If you are unable to attend a session my preference is for us to rebook for another time that week or the following week. A very late cancellation of a session (less than 24 hours’ notice) or failure to attend a session could incur the full fee (unless this is due to a family emergency or sudden illness/accident). I will inform you well in advance if I am not going to be available, e.g. due to a holiday or training session. If I am not able to make a session, e.g. because of illness, I will give you as much notice as possible and will offer you an alternative session at the earliest convenient time..

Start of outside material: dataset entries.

//! The hub: one authoritative store, many observers.
//!
//! ```text
//!   mutation / ingestion ──► Hub ──write──► StateStore
//!                                              │
//!                         subscription (root)  │ one per connection
//!                                              ▼
//!                 Forwarder ──try_send──► bounded outbox ──► transport
//! ```
//!
//! The hub keeps no copy of the document. Every accepted write reaches
//! every observer, the writer included, through its store subscription, in
//! store order. An observer that cannot keep up is disconnected rather than
//! served a gapped stream.

use homelink_core::schema::SENSORS;
use homelink_core::{MutationRequest, Schema, SensorReading, SensorRecord, ServerClock, StatePath};
use serde::Serialize;
use serde_json::{Map, Value};
use std::sync::atomic::{AtomicU64, Ordering};
use std::sync::{Arc, Weak};
use tokio::sync::mpsc::error::TrySendError;
use tokio::sync::{mpsc, Mutex};
use uuid::Uuid;

use crate::connection::{Connection, ConnectionId, ConnectionInfo, ConnectionRecord};
use crate::error::BridgeError;
use crate::protocol::{encode_snapshot, InboundMessage, ProtocolError};
use crate::registry::ConnectionRegistry;
use crate::store::{ChangeStream, DynStore, StoreError, Versioned};

/// Hub configuration.
#[derive(Debug, Clone)]
pub struct HubConfig {
    /// Writable schema mutations are validated against
    pub schema: Schema,
    /// Frames buffered per connection before it is dropped as too slow
    pub outbound_queue_capacity: usize,
}

impl Default for HubConfig {
    fn default() -> Self {
        Self {
            schema: Schema::default(),
            outbound_queue_capacity: 64,
        }
    }
}

/// Counters for monitoring the hub.
#[derive(Debug, Clone, Default, PartialEq, Serialize)]
pub struct HubStats {
    pub connections_total: u64,
    pub connections_active: usize,
    pub mutations_accepted: u64,
    pub mutations_rejected: u64,
    pub sensor_ingests: u64,
    pub snapshots_queued: u64,
    pub duplicates_skipped: u64,
    pub overflow_disconnects: u64,
    pub inbound_ignored: u64,
    pub inbound_malformed: u64,
}

/// Lock-free counters behind [`HubStats`].
#[derive(Default)]
struct AtomicHubStats {
    connections_total: AtomicU64,
    mutations_accepted: AtomicU64,
    mutations_rejected: AtomicU64,
    sensor_ingests: AtomicU64,
    snapshots_queued: AtomicU64,
    duplicates_skipped: AtomicU64,
    overflow_disconnects: AtomicU64,
    inbound_ignored: AtomicU64,
    inbound_malformed: AtomicU64,
}

fn bump(counter: &AtomicU64) {
    counter.fetch_add(1, Ordering::Relaxed);
}

/// Result of an accepted mutation.
#[derive(Debug, Clone, PartialEq, Serialize)]
pub struct MutationAck {
    pub path: StatePath,
    pub value: Value,
    pub revision: u64,
}

/// What the hub did with an inbound transport message.
#[derive(Debug, Clone, PartialEq)]
pub enum InboundOutcome {
    Ingested(SensorRecord),
    Applied(MutationAck),
    Ignored(String),
}

/// Central coordinator between the store and connected observers.
pub struct Hub {
    store: DynStore,
    config: HubConfig,
    clock: ServerClock,
    registry: Arc<ConnectionRegistry>,
    stats: Arc<AtomicHubStats>,
    /// Keeps store order equal to timestamp order for ingested readings
    ingest_lock: Mutex<()>,
}

impl Hub {
    pub fn new(store: DynStore, config: HubConfig) -> Self {
        Self::with_clock(store, config, ServerClock::new())
    }

    /// Hub with an explicit timestamp clock.
    pub fn with_clock(store: DynStore, config: HubConfig, clock: ServerClock) -> Self {
        Self {
            store,
            config,
            clock,
            registry: Arc::new(ConnectionRegistry::new()),
            stats: Arc::new(AtomicHubStats::default()),
            ingest_lock: Mutex::new(()),
        }
    }

    pub fn schema(&self) -> &Schema {
        &self.config.schema
    }

    pub fn store(&self) -> &DynStore {
        &self.store
    }

    /// Validate a mutation and apply it as exactly one store write.
    ///
    /// Observers learn about the change through their subscriptions, never
    /// from this call.
    pub async fn accept_mutation(&self, req: &MutationRequest) -> Result<MutationAck, BridgeError> {
        let write = match self.config.schema.resolve(req) {
            Ok(write) => write,
            Err(e) => {
                bump(&self.stats.mutations_rejected);
                log::warn!("Rejected mutation: {e}");
                return Err(e.into());
            }
        };

        let revision = self
            .store
            .write(&write.path, write.value.clone())
            .await
            .map_err(|e| {
                log::error!("Write to '{}' failed: {e}", write.path);
                BridgeError::from(e)
            })?;

        bump(&self.stats.mutations_accepted);
        log::debug!("Applied '{}' = {} at revision {revision}", write.path, write.value);
        Ok(MutationAck {
            path: write.path,
            value: write.value,
            revision,
        })
    }

    /// Register a new observer.
    ///
    /// The root subscription is taken before the snapshot is read, so no
    /// write can fall between the two; notifications at or below the
    /// snapshot's revision are skipped by the forwarder.
    pub async fn register_connection(&self) -> Result<Connection, BridgeError> {
        let root = StatePath::root();
        let subscription = self.store.subscribe(&root).await?;
        let initial = match self.store.read(&root).await {
            Ok(versioned) => versioned,
            Err(StoreError::NotFound(_)) => Versioned {
                revision: 0,
                value: Arc::new(Value::Null),
            },
            Err(e) => return Err(e.into()),
        };
        let frame = encode_document(&initial.value)?;

        let id = Uuid::new_v4();
        let (mut record, connection) =
            ConnectionRecord::open(id, self.config.outbound_queue_capacity);
        if record.sender().try_send(frame).is_ok() {
            bump(&self.stats.snapshots_queued);
        }

        let (changes, release) = subscription.into_parts();
        let forwarder = Forwarder {
            id,
            sender: record.sender().clone(),
            delivered: initial.revision,
            registry: Arc::downgrade(&self.registry),
            stats: self.stats.clone(),
        };
        self.registry
            .insert_with(id, move || {
                record.attach(release, tokio::spawn(forwarder.run(changes)));
                record
            })
            .await;

        bump(&self.stats.connections_total);
        log::info!("Registered connection {id} at revision {}", initial.revision);
        Ok(connection)
    }

    /// Remove an observer. Idempotent; nothing is delivered afterwards.
    pub async fn deregister_connection(&self, id: ConnectionId) -> bool {
        let removed = self.registry.evict(&id).await;
        if removed {
            log::info!("Deregistered connection {id}");
        }
        removed
    }

    /// Stamp a reading and store it as the whole `sensors` subtree.
    pub async fn ingest_sensor(&self, reading: SensorReading) -> Result<SensorRecord, BridgeError> {
        reading.validate()?;

        let _order = self.ingest_lock.lock().await;
        let timestamp = self.clock.stamp().map_err(|e| {
            log::error!("Cannot stamp reading: {e}");
            BridgeError::from(e)
        })?;
        let record = reading.stamp(timestamp);
        let value = serde_json::to_value(record)
            .map_err(|e| BridgeError::MalformedMessage(e.to_string()))?;
        self.store
            .write(&StatePath::root().child(SENSORS), value)
            .await
            .map_err(|e| {
                log::error!("Sensor write failed: {e}");
                BridgeError::from(e)
            })?;

        bump(&self.stats.sensor_ingests);
        log::debug!(
            "Ingested reading t={} h={} at {}",
            record.temperature,
            record.humidity,
            record.timestamp
        );
        Ok(record)
    }

    /// Current document; an empty store reads as `{}`.
    pub async fn snapshot(&self) -> Result<Arc<Value>, BridgeError> {
        match self.store.read(&StatePath::root()).await {
            Ok(versioned) => Ok(versioned.value),
            Err(StoreError::NotFound(_)) => Ok(Arc::new(Value::Object(Map::new()))),
            Err(e) => Err(e.into()),
        }
    }

    /// Seed top-level entries of the default document that the store lacks,
    /// and make future sensor timestamps exceed any already persisted.
    ///
    /// Returns whether anything was written.
    pub async fn ensure_layout(&self) -> Result<bool, BridgeError> {
        let current = self.snapshot().await?;
        if let Some(ts) = current.pointer("/sensors/timestamp").and_then(Value::as_u64) {
            self.clock.observe(ts);
        }

        let Value::Object(defaults) = self.config.schema.default_tree().to_value() else {
            return Ok(false);
        };
        let mut seeded = false;
        for (key, value) in defaults {
            if current.get(&key).is_some_and(|v| !v.is_null()) {
                continue;
            }
            self.store.write(&StatePath::root().child(&key), value).await?;
            log::info!("Seeded missing '{key}'");
            seeded = true;
        }
        Ok(seeded)
    }

    /// Dispatch one inbound transport message by its `type` tag.
    pub async fn route_inbound(&self, from: ConnectionId, text: &str) -> Result<InboundOutcome, BridgeError> {
        let message = InboundMessage::parse(text, &self.config.schema).map_err(|e| {
            bump(&self.stats.inbound_malformed);
            log::warn!("Malformed message from {from}: {e}");
            BridgeError::from(e)
        })?;

        match message {
            InboundMessage::Sensor(reading) => {
                self.ingest_sensor(reading).await.map(InboundOutcome::Ingested)
            }
            InboundMessage::Mutation(req) => {
                self.accept_mutation(&req).await.map(InboundOutcome::Applied)
            }
            InboundMessage::Unrecognized(tag) => {
                bump(&self.stats.inbound_ignored);
                log::warn!("Ignoring message with type '{tag}' from {from}");
                Ok(InboundOutcome::Ignored(tag))
            }
        }
    }

    pub async fn connection_count(&self) -> usize {
        self.registry.len().await
    }

    pub async fn is_registered(&self, id: &ConnectionId) -> bool {
        self.registry.contains(id).await
    }

    /// Live connections.
    pub async fn connections(&self) -> Vec<ConnectionInfo> {
        self.registry.infos().await
    }

    /// Counter snapshot.
    pub async fn stats(&self) -> HubStats {
        let s = &self.stats;
        HubStats {
            connections_total: s.connections_total.load(Ordering::Relaxed),
            connections_active: self.registry.len().await,
            mutations_accepted: s.mutations_accepted.load(Ordering::Relaxed),
            mutations_rejected: s.mutations_rejected.load(Ordering::Relaxed),
            sensor_ingests: s.sensor_ingests.load(Ordering::Relaxed),
            snapshots_queued: s.snapshots_queued.load(Ordering::Relaxed),
            duplicates_skipped: s.duplicates_skipped.load(Ordering::Relaxed),
            overflow_disconnects: s.overflow_disconnects.load(Ordering::Relaxed),
            inbound_ignored: s.inbound_ignored.load(Ordering::Relaxed),
            inbound_malformed: s.inbound_malformed.load(Ordering::Relaxed),
        }
    }

    /// Close every connection.
    pub async fn shutdown(&self) {
        let closed = self.registry.clear().await;
        log::info!("Hub shut down, closed {closed} connections");
    }
}

/// Serialize a document for the wire; a deleted root goes out as `{}`.
fn encode_document(value: &Value) -> Result<Arc<str>, ProtocolError> {
    if value.is_null() {
        encode_snapshot(&Value::Object(Map::new()))
    } else {
        encode_snapshot(value)
    }
}

/// Moves store notifications for one connection into its outbox.
struct Forwarder {
    id: ConnectionId,
    sender: mpsc::Sender<Arc<str>>,
    delivered: u64,
    registry: Weak<ConnectionRegistry>,
    stats: Arc<AtomicHubStats>,
}

impl Forwarder {
    async fn run(mut self, mut changes: ChangeStream) {
        while let Some(change) = changes.recv().await {
            if change.revision <= self.delivered {
                bump(&self.stats.duplicates_skipped);
                log::trace!("Skipping revision {} for {}", change.revision, self.id);
                continue;
            }

            let frame = match encode_document(&change.value) {
                Ok(frame) => frame,
                Err(e) => {
                    log::error!("Failed to encode revision {}: {e}", change.revision);
                    continue;
                }
            };

            match self.sender.try_send(frame) {
                Ok(()) => {
                    self.delivered = change.revision;
                    bump(&self.stats.snapshots_queued);
                }
                Err(TrySendError::Full(_)) => {
                    bump(&self.stats.overflow_disconnects);
                    log::warn!(
                        "Connection {} fell {} snapshots behind, disconnecting",
                        self.id,
                        self.sender.max_capacity()
                    );
                    self.evict().await;
                    return;
                }
                Err(TrySendError::Closed(_)) => {
                    log::debug!("Outbox for {} dropped", self.id);
                    self.evict().await;
                    return;
                }
            }
        }
    }

    async fn evict(&self) {
        if let Some(registry) = self.registry.upgrade() {
            registry.evict(&self.id).await;
        }
    }
}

This will be negotiated between us. It is likely to be at least several weeks. Some clients attend for a few weeks, some for a few months. Sometimes clients have a break and then return when they feel that counselling would be useful again. We will review every few weeks, to discuss how the counselling is going; part of this will be to look at how many more sessions to have.
You are free to end the counselling at any time and there will be no pressure on you to continue counselling against your wishes. This will be discussed during our work, as mentioned above and we will work towards an ending at the time it feels right for you.
Confidentiality is a very important part of the counselling process: its purpose is to provide you with privacy which can enable a deeper exploration of your difficulties. Information disclosed by clients is kept strictly confidential; the only occasion it might be broken is if there was a potential risk of serious harm to you or somebody else. In addition to this as a member of the BACP I am required to have regular clinical supervision and I will need to discuss our work with my supervisor form time to time. However I will not disclose your name or anything that would enable you to be identified.
I keep brief notes of sessions, which do not identify you by name and which are securely stored in a locked filing cabinet. These notes are kept for 6 years and then destroyed. What do I do if I’m not happy about how counselling is going? If you have any concerns about our work together please speak to me in the first instance. If this doesn’t resolve the issue for you and you wish to complain this should be directed to the BACP (British Association for Counselling and Psychotherapy) the counselling body responsible for issues of professional conduct. As a member of the BACP I adhere to the BACP Ethical Framework for Good Practice which is available from the BACP website www.bacp.co.uk/ethical_framework/guidance.php
I offer all new clients an initial 20 minute assessment, which can be done over the phone and is free of charge. This will give you the opportunity to ask any questions you may have about the process and for us to decide if we would be comfortable working together. Sessions are charged at £45-50 per 50 minute session, payable by cash, cheque or BACS transfer prior to the appointments. I can offer reduced rates for students and individuals on benefits or low incomes.
Further information
Availability: I work flexibly in an attempt to suit all client requirements and am happy to refer and recommend alternative therapists where I cannot be of assistance. Any queries just call or email.
"I feel more confident and happier in myself. I feel much more positive about the future. 'I used to live in the past and felt very depressed. Jackie offered me a safe, non-judgmental space to explore my beliefs and how they impact my life."
"Having the opportunity to discuss these issues has helped me address them in a positive way."
"It has helped me explore the person I am and now I feel very strong and capable."
"Jackie helped me to open up which I did not think I could do. I am more positive in my outlook. And more aware of how I interact with other people and compassionate to myself .I used to put myself down at every opportunity and now I feel more confident and assured in myself to cope with life."